Department of Chemical and Biological Engineering, Northwestern University, Evanston, IL 60208 b

Department of Chemical Engineering, China University of Petroleum, Changping, Beijing 102249

Abstract An important impact of shale gas on the chemical industry is the production of value-added chemicals from natural gas liquids (NGLs, C2H6, C3H8, C4H10, C5+). In this paper, three novel process designs are proposed for integrating shale gas processing with ethylene production. The unique feature of the proposed process designs is the co-processing of shale gas and ethane cracking gas.
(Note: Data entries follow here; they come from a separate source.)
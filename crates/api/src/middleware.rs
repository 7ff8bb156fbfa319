use std::sync::Arc;

use axum::{
    extract::State,
    http::{HeaderMap, StatusCode},
    middleware::Next,
    response::Response,
};
use jsonwebtoken::{Algorithm, DecodingKey, Validation};
use serde::Deserialize;
use uuid::Uuid;

use disclose_core::UserId;

use crate::context::CallerContext;

/// Claims we require from the identity platform's HS256 access token.
///
/// Only the subject matters here: authorization is decided per company by
/// the engine, not from token contents.
#[derive(Debug, Deserialize)]
struct Claims {
    sub: String,
    #[allow(dead_code)]
    exp: usize,
}

/// Verifies identity-platform access tokens.
pub struct TokenVerifier {
    key: DecodingKey,
    validation: Validation,
}

impl TokenVerifier {
    pub fn new(secret: &[u8]) -> Self {
        Self {
            key: DecodingKey::from_secret(secret),
            validation: Validation::new(Algorithm::HS256),
        }
    }

    /// Decode and validate a token, returning the attested user identity.
    pub fn verify(&self, token: &str) -> Result<UserId, jsonwebtoken::errors::Error> {
        let data = jsonwebtoken::decode::<Claims>(token, &self.key, &self.validation)?;
        let uuid: Uuid = data.claims.sub.parse().map_err(|_| {
            jsonwebtoken::errors::Error::from(jsonwebtoken::errors::ErrorKind::InvalidSubject)
        })?;
        Ok(UserId::from_uuid(uuid))
    }
}

#[derive(Clone)]
pub struct AuthState {
    pub verifier: Arc<TokenVerifier>,
}

pub async fn auth_middleware(
    State(state): State<AuthState>,
    mut req: axum::http::Request<axum::body::Body>,
    next: Next,
) -> Result<Response, StatusCode> {
    let token = extract_bearer(req.headers())?;

    let user_id = state
        .verifier
        .verify(token)
        .map_err(|_e| StatusCode::UNAUTHORIZED)?;

    req.extensions_mut().insert(CallerContext::new(user_id));

    Ok(next.run(req).await)
}

fn extract_bearer(headers: &HeaderMap) -> Result<&str, StatusCode> {
    let header = headers
        .get(axum::http::header::AUTHORIZATION)
        .ok_or(StatusCode::UNAUTHORIZED)?;

    let header = header.to_str().map_err(|_| StatusCode::UNAUTHORIZED)?;

    let header = header
        .strip_prefix("Bearer ")
        .ok_or(StatusCode::UNAUTHORIZED)?;

    let token = header.trim();
    if token.is_empty() {
        return Err(StatusCode::UNAUTHORIZED);
    }

    Ok(token)
}
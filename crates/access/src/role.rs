use core::str::FromStr;

use serde::{Deserialize, Serialize};

use disclose_core::DomainError;

/// Membership role within a company.
///
/// Ordered by privilege: owner > admin > editor > viewer. Privilege is
/// capability-based rather than purely hierarchical: editor and viewer differ
/// only in edit capability, not in view scope.
///
/// Roles are a closed enumeration so that every decision tree branching on
/// role is forced through exhaustive matching.
#[derive(Debug, Copy, Clone, PartialEq, Eq, Hash, Serialize, Deserialize)]
#[serde(rename_all = "lowercase")]
pub enum Role {
    Owner,
    Admin,
    Editor,
    Viewer,
}

impl Role {
    pub fn as_str(self) -> &'static str {
        match self {
            Role::Owner => "owner",
            Role::Admin => "admin",
            Role::Editor => "editor",
            Role::Viewer => "viewer",
        }
    }

    /// Owners and admins administer membership and topic grants, and their
    /// topic visibility is unconditional.
    pub fn is_administrative(self) -> bool {
        matches!(self, Role::Owner | Role::Admin)
    }
}

impl core::fmt::Display for Role {
    fn fmt(&self, f: &mut core::fmt::Formatter<'_>) -> core::fmt::Result {
        f.write_str(self.as_str())
    }
}

impl FromStr for Role {
    type Err = DomainError;

    fn from_str(s: &str) -> Result<Self, Self::Err> {
        match s {
            "owner" => Ok(Role::Owner),
            "admin" => Ok(Role::Admin),
            "editor" => Ok(Role::Editor),
            "viewer" => Ok(Role::Viewer),
            other => Err(DomainError::validation(format!("unknown role: {other}"))),
        }
    }
}

/// Whether a member's topic visibility is unrestricted or enumerated through
/// explicit per-topic grants.
///
/// Semantically inert for owner/admin members: the engine treats those roles
/// as unrestricted regardless of this field.
#[derive(Debug, Copy, Clone, PartialEq, Eq, Hash, Serialize, Deserialize)]
#[serde(rename_all = "lowercase")]
pub enum AccessType {
    All,
    Selected,
}

impl AccessType {
    pub fn as_str(self) -> &'static str {
        match self {
            AccessType::All => "all",
            AccessType::Selected => "selected",
        }
    }
}

impl core::fmt::Display for AccessType {
    fn fmt(&self, f: &mut core::fmt::Formatter<'_>) -> core::fmt::Result {
        f.write_str(self.as_str())
    }
}

impl FromStr for AccessType {
    type Err = DomainError;

    fn from_str(s: &str) -> Result<Self, Self::Err> {
        match s {
            "all" => Ok(AccessType::All),
            "selected" => Ok(AccessType::Selected),
            other => Err(DomainError::validation(format!("unknown access type: {other}"))),
        }
    }
}

#[cfg(test)]
mod tests {
    use super::*;

    #[test]
    fn role_serde_uses_lowercase_tags() {
        assert_eq!(serde_json::to_string(&Role::Owner).unwrap(), "\"owner\"");
        assert_eq!(
            serde_json::from_str::<Role>("\"viewer\"").unwrap(),
            Role::Viewer
        );
    }

    #[test]
    fn role_parse_roundtrip() {
        for role in [Role::Owner, Role::Admin, Role::Editor, Role::Viewer] {
            assert_eq!(role.as_str().parse::<Role>().unwrap(), role);
        }
    }

    #[test]
    fn role_parse_rejects_unknown() {
        let err = "superuser".parse::<Role>().unwrap_err();
        match err {
            DomainError::Validation(_) => {}
            other => panic!("Expected Validation error, got {other:?}"),
        }
    }

    #[test]
    fn only_owner_and_admin_are_administrative() {
        assert!(Role::Owner.is_administrative());
        assert!(Role::Admin.is_administrative());
        assert!(!Role::Editor.is_administrative());
        assert!(!Role::Viewer.is_administrative());
    }

    #[test]
    fn access_type_parse_roundtrip() {
        for at in [AccessType::All, AccessType::Selected] {
            assert_eq!(at.as_str().parse::<AccessType>().unwrap(), at);
        }
    }
}
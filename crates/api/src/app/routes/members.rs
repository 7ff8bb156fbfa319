//! Membership-management routes.
//!
//! Every route re-checks the caller's `can_manage_members` against the
//! target member's company; member ids arriving in the path are not trusted
//! to belong to a company the caller administers.

use std::sync::Arc;

use axum::{
    extract::{Extension, Path},
    http::StatusCode,
    response::IntoResponse,
    routing::{get, put},
    Json, Router,
};

use disclose_access::{AccessError, CompanyMember};
use disclose_core::{CompanyId, MemberId, TopicId};

use crate::app::dto::{
    AddMemberRequest, AddMemberResponse, MemberResponse, MembersResponse, SetTopicAccessRequest,
    TopicAccessResponse,
};
use crate::app::{errors, AppServices};
use crate::context::CallerContext;

pub fn router() -> Router {
    Router::new()
        .route(
            "/companies/:company_id/members",
            get(list_members).post(add_member),
        )
        .route(
            "/members/:member_id",
            axum::routing::patch(update_member).delete(remove_member),
        )
        .route(
            "/members/:member_id/topic-access/:topic_id",
            put(set_topic_access).delete(remove_topic_access),
        )
}

/// GET /companies/:company_id/members — members joined with topic grants.
pub async fn list_members(
    Extension(services): Extension<Arc<AppServices>>,
    Extension(caller): Extension<CallerContext>,
    Path(company_id): Path<CompanyId>,
) -> axum::response::Response {
    match manage_members_gate(&services, &caller, company_id).await {
        Ok(()) => {}
        Err(response) => return response,
    }

    match services.engine().members_with_access(company_id).await {
        Ok(members) => (StatusCode::OK, Json(MembersResponse { members })).into_response(),
        Err(e) => errors::access_error_to_response(e),
    }
}

/// POST /companies/:company_id/members — invite or directly add a member.
pub async fn add_member(
    Extension(services): Extension<Arc<AppServices>>,
    Extension(caller): Extension<CallerContext>,
    Path(company_id): Path<CompanyId>,
    Json(body): Json<AddMemberRequest>,
) -> axum::response::Response {
    // The provisioning flow performs the capability check itself, before
    // touching the admin-privileged directory.
    match services
        .provisioning()
        .add_member(
            company_id,
            caller.user_id(),
            &body.email,
            body.role,
            body.access_type,
        )
        .await
    {
        Ok(outcome) => (
            StatusCode::CREATED,
            Json(AddMemberResponse {
                member: outcome.member,
                invited: outcome.invited,
            }),
        )
            .into_response(),
        Err(e) => errors::access_error_to_response(e),
    }
}

/// PATCH /members/:member_id — change role and/or access scope.
pub async fn update_member(
    Extension(services): Extension<Arc<AppServices>>,
    Extension(caller): Extension<CallerContext>,
    Path(member_id): Path<MemberId>,
    Json(update): Json<disclose_access::MemberUpdate>,
) -> axum::response::Response {
    let target = match target_member_gate(&services, &caller, member_id).await {
        Ok(member) => member,
        Err(response) => return response,
    };

    match services.engine().update_member(target.id, update).await {
        Ok(member) => (StatusCode::OK, Json(MemberResponse { member })).into_response(),
        Err(e) => errors::access_error_to_response(e),
    }
}

/// DELETE /members/:member_id
pub async fn remove_member(
    Extension(services): Extension<Arc<AppServices>>,
    Extension(caller): Extension<CallerContext>,
    Path(member_id): Path<MemberId>,
) -> axum::response::Response {
    let target = match target_member_gate(&services, &caller, member_id).await {
        Ok(member) => member,
        Err(response) => return response,
    };

    match services.engine().remove_member(target.id).await {
        Ok(()) => StatusCode::NO_CONTENT.into_response(),
        Err(e) => errors::access_error_to_response(e),
    }
}

/// PUT /members/:member_id/topic-access/:topic_id
pub async fn set_topic_access(
    Extension(services): Extension<Arc<AppServices>>,
    Extension(caller): Extension<CallerContext>,
    Path((member_id, topic_id)): Path<(MemberId, TopicId)>,
    Json(body): Json<SetTopicAccessRequest>,
) -> axum::response::Response {
    let target = match target_member_gate(&services, &caller, member_id).await {
        Ok(member) => member,
        Err(response) => return response,
    };

    match services
        .engine()
        .set_topic_access(target.id, topic_id, body.can_view, body.can_edit)
        .await
    {
        Ok(topic_access) => {
            (StatusCode::OK, Json(TopicAccessResponse { topic_access })).into_response()
        }
        Err(e) => errors::access_error_to_response(e),
    }
}

/// DELETE /members/:member_id/topic-access/:topic_id
pub async fn remove_topic_access(
    Extension(services): Extension<Arc<AppServices>>,
    Extension(caller): Extension<CallerContext>,
    Path((member_id, topic_id)): Path<(MemberId, TopicId)>,
) -> axum::response::Response {
    let target = match target_member_gate(&services, &caller, member_id).await {
        Ok(member) => member,
        Err(response) => return response,
    };

    match services
        .engine()
        .remove_topic_access(target.id, topic_id)
        .await
    {
        Ok(()) => StatusCode::NO_CONTENT.into_response(),
        Err(e) => errors::access_error_to_response(e),
    }
}

/// Caller must administer the given company.
async fn manage_members_gate(
    services: &AppServices,
    caller: &CallerContext,
    company_id: CompanyId,
) -> Result<(), axum::response::Response> {
    match services
        .engine()
        .can_manage_members(caller.user_id(), company_id)
        .await
    {
        Ok(true) => Ok(()),
        Ok(false) => Err(errors::access_error_to_response(AccessError::NotAuthorized)),
        Err(e) => Err(errors::access_error_to_response(e)),
    }
}

/// Resolve the target member, then require the caller to administer the
/// member's company.
async fn target_member_gate(
    services: &AppServices,
    caller: &CallerContext,
    member_id: MemberId,
) -> Result<CompanyMember, axum::response::Response> {
    let member = match services.engine().member_by_id(member_id).await {
        Ok(Some(member)) => member,
        Ok(None) => return Err(errors::access_error_to_response(AccessError::NotFound)),
        Err(e) => return Err(errors::access_error_to_response(e)),
    };

    manage_members_gate(services, caller, member.company_id).await?;
    Ok(member)
}
//! Domain error model.

use thiserror::Error;

/// Result type used across the domain layer.
pub type DomainResult<T> = Result<T, DomainError>;

/// Domain-level error.
///
/// Keep this focused on deterministic, business/domain failures (validation,
/// invariants). Infrastructure concerns belong elsewhere.
#[derive(Debug, Error, Clone, PartialEq, Eq)]
pub enum DomainError {
    /// A value failed validation (e.g. malformed input).
    #[error("validation failed: {0}")]
    Validation(String),

    /// A domain invariant was violated.
    #[error("invariant violated: {0}")]
    InvariantViolation(String),

    /// An identifier was invalid (e.g. parse failure).
    #[error("invalid identifier: {0}")]
    InvalidId(String),
}

impl DomainError {
    pub fn validation(msg: impl Into<String>) -> Self {
        Self::Validation(msg.into())
    }

    pub fn invariant(msg: impl Into<String>) -> Self {
        Self::InvariantViolation(msg.into())
    }

    pub fn invalid_id(msg: impl Into<String>) -> Self {
        Self::InvalidId(msg.into())
    }
}
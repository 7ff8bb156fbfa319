//! Tracing/logging initialization.

use tracing_subscriber::EnvFilter;

/// Initialize tracing/logging for the process.
///
/// Filtering comes from `RUST_LOG` (default `info`); `DISCLOSE_LOG_FORMAT`
/// selects `json` (default, one object per line) or `text` for local work.
/// Safe to call multiple times (subsequent calls are no-ops).
pub fn init() {
    let filter = EnvFilter::try_from_default_env()
        .unwrap_or_else(|_| EnvFilter::new("info"));

    let text = std::env::var("DISCLOSE_LOG_FORMAT")
        .map(|v| v.eq_ignore_ascii_case("text"))
        .unwrap_or(false);

    if text {
        let _ = tracing_subscriber::fmt()
            .with_env_filter(filter)
            .with_target(false)
            .try_init();
    } else {
        let _ = tracing_subscriber::fmt()
            .with_env_filter(filter)
            .json()
            .with_timer(tracing_subscriber::fmt::time::SystemTime)
            .with_target(false)
            .try_init();
    }
}
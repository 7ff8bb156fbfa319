use std::sync::Arc;

#[tokio::main]
async fn main() {
    disclose_observability::init();

    let jwt_secret = std::env::var("JWT_SECRET").unwrap_or_else(|_| {
        tracing::warn!("JWT_SECRET not set; using insecure dev default");
        "dev-secret".to_string()
    });

    let invite_redirect_to = std::env::var("INVITE_REDIRECT_URL")
        .unwrap_or_else(|_| "http://localhost:3000/auth/callback".to_string());

    let use_persistent = std::env::var("USE_PERSISTENT_STORES")
        .unwrap_or_else(|_| "false".to_string())
        .parse::<bool>()
        .unwrap_or(false);

    let services = if use_persistent {
        let database_url = std::env::var("DATABASE_URL")
            .expect("DATABASE_URL must be set when USE_PERSISTENT_STORES=true");
        disclose_api::app::build_persistent_services(&database_url, invite_redirect_to)
            .await
            .expect("failed to connect to Postgres")
    } else {
        tracing::warn!("using in-memory stores; state is lost on restart");
        disclose_api::app::build_in_memory_services(invite_redirect_to)
    };

    let app = disclose_api::app::build_app(Arc::new(services), jwt_secret.as_bytes());

    let bind_addr = std::env::var("BIND_ADDR").unwrap_or_else(|_| "0.0.0.0:8080".to_string());
    let listener = tokio::net::TcpListener::bind(&bind_addr)
        .await
        .unwrap_or_else(|e| panic!("failed to bind {bind_addr}: {e}"));

    tracing::info!("listening on {}", listener.local_addr().unwrap());

    axum::serve(listener, app).await.unwrap();
}
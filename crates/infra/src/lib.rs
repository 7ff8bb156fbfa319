//! Infrastructure layer: Postgres-backed membership store and identity
//! directory.

pub mod postgres;

pub use postgres::{PostgresDirectory, PostgresMembershipStore};
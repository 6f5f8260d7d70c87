/*
 * ******************************************************************************************
 * Copyright (c) 2020 Pascal Kuthe. This file is part of the VACFA project.
 * It is subject to the license terms in the LICENSE file found in the top-level directory
 *  of this distribution and at  https://gitlab.com/DSPOM/VACFA/blob/master/LICENSE.
 *  No part of VACFA, including this file, may be copied, modified, propagated, or
 *  distributed except according to the terms contained in the LICENSE file.
 * *****************************************************************************************
 */

//! Successor traversal.
//!
//! `succ_step` answers "where can control go after entering `x`" one level deep;
//! the expansion loop then replaces compound and conditional pass through nodes
//! (if/elif/switch/compound/do/while/for) by their leaf level successors until
//! only real control flow nodes remain

use fixedbitset::FixedBitSet;
use log::{debug, trace};

use super::blocks::FollowingElements;
use super::{dedup_preserve_order, ControlFlow};
use crate::fexpr::FeatureId;
use crate::ir::ast::NodeKind;
use crate::ir::NodeId;

/// Nodes that never appear in a final successor list; control passes through
/// them into their leaves. Case and default statements are real flow targets
/// (a switch dispatches onto them) and stay
fn is_pass_through(kind: &NodeKind) -> bool {
    matches!(
        kind,
        NodeKind::CompoundStatement { .. }
            | NodeKind::IfStatement { .. }
            | NodeKind::ElifStatement { .. }
            | NodeKind::SwitchStatement { .. }
            | NodeKind::WhileStatement { .. }
            | NodeKind::DoStatement { .. }
            | NodeKind::ForStatement { .. }
    )
}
Based on detailed process modeling and simulation, we develop detailed thermoeconomic models and exergy analysis for the process designs. The results show that the proposed process designs using NGLs-richer shale gas have an adverse impact on both the overall exergy efficiency and total capital cost, compared with conventional shale gas processing design. However, technology integration and better quality of raw shale gas can significantly increase the profitability of the proposed process designs. The estimated net present values (NPVs) of proposed designs are 1.7-2.4 times greater than that of the conventional one. Besides, the NGLsricher shale gas generally results in 3.17-5.12 times higher NPV than that of NGLs-leaner one.

*

To whom all correspondence should be addressed. Phone: (847) 467-2943; Fax: (847) 491-3728; E-mail: [email protected]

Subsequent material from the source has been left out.